Last month, it began rolling it out to some users who had yet to opt into the program. Journalist Molly Taft found this out when they went looking for a 2020 article she wrote about the history of Earth Day for Teen Vogue.

As Taft notes in the replies to their tweet, the summary doesn’t even get the details correct. But setting that aside, this is going to be a big problem for publishers who rely on traffic from Google — which is pretty much all of them.

According to ad sales company Raptive, Google’s Search Generative Experience could lead to a drop in search traffic ranging from 20% to 60%, a potential hit of up to $2 billion in global ad revenue. This isn’t exactly welcome news for a media industry that’s already been struggling.

As usual, the always-brilliant Matt Pearce says it better than I can:

The fundamental reality of the digital experience, the basic fact that we must come to grips with in making 21st century media policy, is that there is far too much information and too much content out there for users to go find what they really need. The major problem and digital infrastructure project of the tech industry on the content front is to figure out how to automate the synthesis and delivery of that information into something that isn’t a huge pain in the ass for users to go looking for.
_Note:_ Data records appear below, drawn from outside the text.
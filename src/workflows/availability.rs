use chrono::{Duration, NaiveDate, NaiveDateTime, NaiveTime};
use diesel::pg::PgConnection;
use diesel::prelude::*;
use serde::Serialize;
use tracing::debug;
use uuid::Uuid;

use super::reassignment::NON_BLOCKING_APPOINTMENT_STATUSES;
use super::vacation::VACATION_APPROVED;
use super::{ServiceError, ServiceResult};
use crate::models::Employee;
use crate::schema::{appointments, employees, vacation_requests};

#[derive(Debug, Clone, Copy, PartialEq, Eq, Serialize)]
#[serde(rename_all = "lowercase")]
pub enum UnavailableReason {
    Sick,
    Vacation,
    Conflict,
}

impl UnavailableReason {
    pub fn as_str(self) -> &'static str {
        match self {
            UnavailableReason::Sick => "sick",
            UnavailableReason::Vacation => "vacation",
            UnavailableReason::Conflict => "conflict",
        }
    }
}

#[derive(Debug, Clone, Copy, PartialEq, Eq, Serialize)]
#[serde(rename_all = "camelCase")]
pub struct Availability {
    pub is_available: bool,
    #[serde(skip_serializing_if = "Option::is_none")]
    pub reason: Option<UnavailableReason>,
}

impl Availability {
    pub const AVAILABLE: Availability = Availability {
        is_available: true,
        reason: None,
    };

    pub fn unavailable(reason: UnavailableReason) -> Self {
        Self {
            is_available: false,
            reason: Some(reason),
        }
    }
}

/// Half-open intervals `[a_start, a_end)` and `[b_start, b_end)` overlap iff
/// each starts before the other ends. Touching intervals do not overlap.
pub fn overlaps<T: PartialOrd>(a_start: T, a_end: T, b_start: T, b_end: T) -> bool {
    a_start < b_end && b_start < a_end
}

/// Inclusive vacation dates as the half-open timestamp range they block.
pub fn vacation_window(start_date: NaiveDate, end_date: NaiveDate) -> (NaiveDateTime, NaiveDateTime) {
    (
        start_date.and_time(NaiveTime::MIN),
        end_date.and_time(NaiveTime::MIN) + Duration::days(1),
    )
}

/// Decides availability from already loaded facts. The first failing check wins:
/// sickness, then approved vacation, then overlapping appointments.
pub fn evaluate(
    is_sick: bool,
    approved_vacations: &[(NaiveDate, NaiveDate)],
    booked: &[(NaiveDateTime, NaiveDateTime)],
    start: NaiveDateTime,
    end: NaiveDateTime,
) -> Availability {
    if is_sick {
        return Availability::unavailable(UnavailableReason::Sick);
    }

    let on_vacation = approved_vacations.iter().any(|(from, to)| {
        let (window_start, window_end) = vacation_window(*from, *to);
        overlaps(start, end, window_start, window_end)
    });
    if on_vacation {
        return Availability::unavailable(UnavailableReason::Vacation);
    }

    let conflicting = booked
        .iter()
        .any(|(booked_start, booked_end)| overlaps(start, end, *booked_start, *booked_end));
    if conflicting {
        return Availability::unavailable(UnavailableReason::Conflict);
    }

    Availability::AVAILABLE
}

pub fn check_availability(
    conn: &mut PgConnection,
    tenant_id: Uuid,
    employee_id: Uuid,
    start: NaiveDateTime,
    end: NaiveDateTime,
    exclude_appointment: Option<Uuid>,
) -> ServiceResult<Availability> {
    if start >= end {
        return Err(ServiceError::validation("startTime must be before endTime"));
    }

    let employee: Employee = employees::table
        .filter(employees::id.eq(employee_id))
        .filter(employees::tenant_id.eq(tenant_id))
        .first(conn)
        .optional()?
        .ok_or(ServiceError::NotFound("employee"))?;

    if employee.is_sick {
        debug!(%employee_id, "employee unavailable: sick");
        return Ok(evaluate(true, &[], &[], start, end));
    }

    let vacations: Vec<(NaiveDate, NaiveDate)> = vacation_requests::table
        .filter(vacation_requests::employee_id.eq(employee_id))
        .filter(vacation_requests::tenant_id.eq(tenant_id))
        .filter(vacation_requests::status.eq(VACATION_APPROVED))
        .filter(vacation_requests::start_date.le(end.date()))
        .filter(vacation_requests::end_date.ge(start.date()))
        .select((vacation_requests::start_date, vacation_requests::end_date))
        .load(conn)?;

    let mut booked_query = appointments::table
        .filter(appointments::employee_id.eq(employee_id))
        .filter(appointments::tenant_id.eq(tenant_id))
        .filter(appointments::status.ne_all(NON_BLOCKING_APPOINTMENT_STATUSES))
        .filter(appointments::start_time.lt(end))
        .filter(appointments::end_time.gt(start))
        .select((appointments::start_time, appointments::end_time))
        .into_boxed();
    if let Some(excluded) = exclude_appointment {
        booked_query = booked_query.filter(appointments::id.ne(excluded));
    }
    let booked: Vec<(NaiveDateTime, NaiveDateTime)> = booked_query.load(conn)?;

    let availability = evaluate(false, &vacations, &booked, start, end);
    debug!(
        %employee_id,
        is_available = availability.is_available,
        reason = availability.reason.map(UnavailableReason::as_str),
        "availability checked"
    );
    Ok(availability)
}
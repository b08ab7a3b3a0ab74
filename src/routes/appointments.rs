use axum::{
    extract::{Path, State},
    Json,
};
use serde::{Deserialize, Serialize};
use uuid::Uuid;

use super::to_iso;
use crate::auth::AuthenticatedUser;
use crate::error::AppResult;
use crate::models::Appointment;
use crate::state::AppState;
use crate::utils::json::JsonBody;
use crate::workflows::reassignment;

#[derive(Deserialize)]
#[serde(rename_all = "camelCase", deny_unknown_fields)]
pub struct ReassignRequest {
    pub employee_id: Uuid,
    #[serde(default)]
    pub admin_override: bool,
}

#[derive(Serialize)]
#[serde(rename_all = "camelCase")]
pub struct AppointmentResponse {
    pub id: Uuid,
    pub employee_id: Option<Uuid>,
    pub customer_id: Uuid,
    pub title: String,
    pub start_time: String,
    pub end_time: String,
    pub status: String,
    pub updated_at: String,
}

impl From<Appointment> for AppointmentResponse {
    fn from(appointment: Appointment) -> Self {
        Self {
            id: appointment.id,
            employee_id: appointment.employee_id,
            customer_id: appointment.customer_id,
            title: appointment.title,
            start_time: to_iso(appointment.start_time),
            end_time: to_iso(appointment.end_time),
            status: appointment.status,
            updated_at: to_iso(appointment.updated_at),
        }
    }
}

pub async fn list_reassignments(
    State(state): State<AppState>,
    user: AuthenticatedUser,
) -> AppResult<Json<Vec<AppointmentResponse>>> {
    user.require_admin()?;
    let mut conn = state.db()?;

    let appointments = reassignment::list_needing_reassignment(&mut conn, user.tenant_id)?;
    Ok(Json(
        appointments
            .into_iter()
            .map(AppointmentResponse::from)
            .collect(),
    ))
}

pub async fn reassign_appointment(
    State(state): State<AppState>,
    user: AuthenticatedUser,
    Path(appointment_id): Path<Uuid>,
    JsonBody(payload): JsonBody<ReassignRequest>,
) -> AppResult<Json<AppointmentResponse>> {
    user.require_admin()?;
    let mut conn = state.db()?;

    let updated = reassignment::reassign(
        &mut conn,
        user.tenant_id,
        appointment_id,
        payload.employee_id,
        payload.admin_override,
    )?;
    Ok(Json(updated.into()))
}
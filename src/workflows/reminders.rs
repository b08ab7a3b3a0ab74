use std::collections::{BTreeMap, HashMap};

use chrono::{NaiveDate, NaiveDateTime};
use diesel::dsl::{count_star, max};
use diesel::pg::PgConnection;
use diesel::prelude::*;
use serde::{Deserialize, Serialize};
use serde_json::json;
use tracing::info;
use uuid::Uuid;

use super::{ServiceError, ServiceResult};
use crate::models::{Invoice, InvoiceReminder, NewInvoiceReminder};
use crate::schema::{invoice_reminders, invoices};

pub const INVOICE_PENDING: &str = "PENDING";
pub const INVOICE_OVERDUE: &str = "OVERDUE";

/// Invoice states that can still become overdue.
pub const OPEN_INVOICE_STATUSES: &[&str] = &[INVOICE_PENDING, INVOICE_OVERDUE];

pub const REMINDER_PENDING: &str = "PENDING";
pub const REMINDER_SENT: &str = "SENT";
pub const REMINDER_FAILED: &str = "FAILED";

pub const MIN_REMINDER_LEVEL: i32 = 1;
pub const MAX_REMINDER_LEVEL: i32 = 3;

#[derive(Debug, Clone, Copy, PartialEq, Eq, Serialize, Deserialize)]
#[serde(rename_all = "UPPERCASE")]
pub enum ReminderMethod {
    Email,
    Letter,
    Phone,
}

impl ReminderMethod {
    pub fn as_str(self) -> &'static str {
        match self {
            ReminderMethod::Email => "EMAIL",
            ReminderMethod::Letter => "LETTER",
            ReminderMethod::Phone => "PHONE",
        }
    }
}

/// Escalation tier of a dunning notice, always within 1..=3.
#[derive(Debug, Clone, Copy, PartialEq, Eq, PartialOrd, Ord)]
pub struct ReminderLevel(i32);

impl ReminderLevel {
    pub fn new(level: i32) -> ServiceResult<Self> {
        if (MIN_REMINDER_LEVEL..=MAX_REMINDER_LEVEL).contains(&level) {
            Ok(Self(level))
        } else {
            Err(ServiceError::validation_with(
                format!("level must be between {MIN_REMINDER_LEVEL} and {MAX_REMINDER_LEVEL}"),
                json!({ "level": level }),
            ))
        }
    }

    pub fn get(self) -> i32 {
        self.0
    }
}

/// Whole days `now` lies past `due_date`; zero while not yet due.
pub fn days_overdue(due_date: NaiveDate, now: NaiveDateTime) -> i64 {
    (now.date() - due_date).num_days().max(0)
}

#[derive(Debug, Clone)]
pub struct ReminderDraft {
    pub invoice_id: Uuid,
    pub level: i32,
    pub method: ReminderMethod,
    pub message: Option<String>,
}

pub fn create_reminder(
    conn: &mut PgConnection,
    tenant_id: Uuid,
    draft: ReminderDraft,
    now: NaiveDateTime,
) -> ServiceResult<InvoiceReminder> {
    let level = ReminderLevel::new(draft.level)?;

    conn.transaction::<InvoiceReminder, ServiceError, _>(|conn| {
        let invoice: Invoice = invoices::table
            .filter(invoices::id.eq(draft.invoice_id))
            .filter(invoices::tenant_id.eq(tenant_id))
            .for_update()
            .first(conn)
            .optional()?
            .ok_or(ServiceError::NotFound("invoice"))?;

        if !OPEN_INVOICE_STATUSES.contains(&invoice.status.as_str()) {
            return Err(ServiceError::validation(format!(
                "cannot remind about a {} invoice",
                invoice.status.to_lowercase()
            )));
        }

        let highest: Option<i32> = invoice_reminders::table
            .filter(invoice_reminders::invoice_id.eq(invoice.id))
            .filter(invoice_reminders::status.ne(REMINDER_FAILED))
            .select(max(invoice_reminders::level))
            .first(conn)?;
        if let Some(highest) = highest.filter(|highest| *highest >= level.get()) {
            return Err(ServiceError::validation_with(
                format!("a level {highest} reminder already exists"),
                json!({ "highestLevel": highest }),
            ));
        }

        let new_reminder = NewInvoiceReminder {
            id: Uuid::new_v4(),
            tenant_id,
            invoice_id: invoice.id,
            level: level.get(),
            method: draft.method.as_str().to_string(),
            status: REMINDER_PENDING.to_string(),
            reminder_date: now,
            message: draft
                .message
                .map(|value| value.trim().to_string())
                .filter(|value| !value.is_empty()),
        };

        let reminder: InvoiceReminder = diesel::insert_into(invoice_reminders::table)
            .values(&new_reminder)
            .get_result(conn)?;

        info!(
            %tenant_id,
            invoice_id = %invoice.id,
            reminder_id = %reminder.id,
            level = reminder.level,
            days_overdue = days_overdue(invoice.due_date, now),
            "invoice reminder created"
        );
        Ok(reminder)
    })
}

/// Terminal transition; re-applying simply overwrites status and timestamp.
pub fn mark_reminder_sent(
    conn: &mut PgConnection,
    tenant_id: Uuid,
    reminder_id: Uuid,
    now: NaiveDateTime,
) -> ServiceResult<InvoiceReminder> {
    diesel::update(
        invoice_reminders::table
            .filter(invoice_reminders::id.eq(reminder_id))
            .filter(invoice_reminders::tenant_id.eq(tenant_id)),
    )
    .set((
        invoice_reminders::status.eq(REMINDER_SENT),
        invoice_reminders::sent_at.eq(Some(now)),
        invoice_reminders::error_message.eq::<Option<String>>(None),
        invoice_reminders::updated_at.eq(now),
    ))
    .get_result(conn)
    .optional()?
    .ok_or(ServiceError::NotFound("reminder"))
}

pub fn mark_reminder_failed(
    conn: &mut PgConnection,
    tenant_id: Uuid,
    reminder_id: Uuid,
    error_message: Option<String>,
    now: NaiveDateTime,
) -> ServiceResult<InvoiceReminder> {
    diesel::update(
        invoice_reminders::table
            .filter(invoice_reminders::id.eq(reminder_id))
            .filter(invoice_reminders::tenant_id.eq(tenant_id)),
    )
    .set((
        invoice_reminders::status.eq(REMINDER_FAILED),
        invoice_reminders::error_message.eq(error_message),
        invoice_reminders::updated_at.eq(now),
    ))
    .get_result(conn)
    .optional()?
    .ok_or(ServiceError::NotFound("reminder"))
}

#[derive(Debug, Clone)]
pub struct OverdueInvoice {
    pub invoice: Invoice,
    pub days_overdue: i64,
    pub highest_reminder_level: Option<i32>,
}

/// Open invoices whose due date lies before `now`'s date, oldest first.
pub fn overdue_invoices(
    conn: &mut PgConnection,
    tenant_id: Uuid,
    now: NaiveDateTime,
) -> ServiceResult<Vec<OverdueInvoice>> {
    let rows: Vec<Invoice> = invoices::table
        .filter(invoices::tenant_id.eq(tenant_id))
        .filter(invoices::status.eq_any(OPEN_INVOICE_STATUSES))
        .filter(invoices::due_date.lt(now.date()))
        .order((invoices::due_date.asc(), invoices::invoice_number.asc()))
        .load(conn)?;

    let ids: Vec<Uuid> = rows.iter().map(|invoice| invoice.id).collect();
    let levels: HashMap<Uuid, Option<i32>> = invoice_reminders::table
        .filter(invoice_reminders::invoice_id.eq_any(&ids))
        .filter(invoice_reminders::status.ne(REMINDER_FAILED))
        .group_by(invoice_reminders::invoice_id)
        .select((invoice_reminders::invoice_id, max(invoice_reminders::level)))
        .load::<(Uuid, Option<i32>)>(conn)?
        .into_iter()
        .collect();

    Ok(rows
        .into_iter()
        .map(|invoice| OverdueInvoice {
            days_overdue: days_overdue(invoice.due_date, now),
            highest_reminder_level: levels.get(&invoice.id).copied().flatten(),
            invoice,
        })
        .collect())
}

#[derive(Debug, Clone, Serialize)]
#[serde(rename_all = "camelCase")]
pub struct ReminderStats {
    pub overdue_invoices: usize,
    pub overdue_amount_cents: i64,
    pub average_days_overdue: f64,
    pub reminders_by_level: BTreeMap<i32, i64>,
    pub reminders_by_status: BTreeMap<String, i64>,
}

pub fn reminder_stats(
    conn: &mut PgConnection,
    tenant_id: Uuid,
    now: NaiveDateTime,
) -> ServiceResult<ReminderStats> {
    let overdue = overdue_invoices(conn, tenant_id, now)?;
    let overdue_amount_cents: i64 = overdue.iter().map(|entry| entry.invoice.amount_cents).sum();
    let average_days_overdue = if overdue.is_empty() {
        0.0
    } else {
        overdue.iter().map(|entry| entry.days_overdue).sum::<i64>() as f64 / overdue.len() as f64
    };

    let reminders_by_level: BTreeMap<i32, i64> = invoice_reminders::table
        .filter(invoice_reminders::tenant_id.eq(tenant_id))
        .group_by(invoice_reminders::level)
        .select((invoice_reminders::level, count_star()))
        .load::<(i32, i64)>(conn)?
        .into_iter()
        .collect();

    let reminders_by_status: BTreeMap<String, i64> = invoice_reminders::table
        .filter(invoice_reminders::tenant_id.eq(tenant_id))
        .group_by(invoice_reminders::status)
        .select((invoice_reminders::status, count_star()))
        .load::<(String, i64)>(conn)?
        .into_iter()
        .collect();

    Ok(ReminderStats {
        overdue_invoices: overdue.len(),
        overdue_amount_cents,
        average_days_overdue,
        reminders_by_level,
        reminders_by_status,
    })
}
But what that means is that the hyperlink, which used to be a handshake, a friendly act of cashless barter across the open web, is now the primary means of information-highway robbery. When you reach in for the shake, Google’s hand is already gripping a gun.

Everybody is going to argue about the copyright implications of all this until they’re blue in the face, with varying levels of sincerity or corruption (and I swear to god, you’ll need to ask the people involved in these arguments who they’re getting money from, and how much).

But I am going to say something that I mean sort seriously but not literally: I don’t really care about copyright! I don’t really care about paywalls! I’m okay with it if you only ever see my reporting via a chatbot! Copyright and paywalls are simply means to an end, and that end is the pursuit of human knowledge and self-liberation: the end is our freedom. And one of the principles of human freedom that I hold dear to my heart is that nobody should be providing labor to massively profitable corporations for free.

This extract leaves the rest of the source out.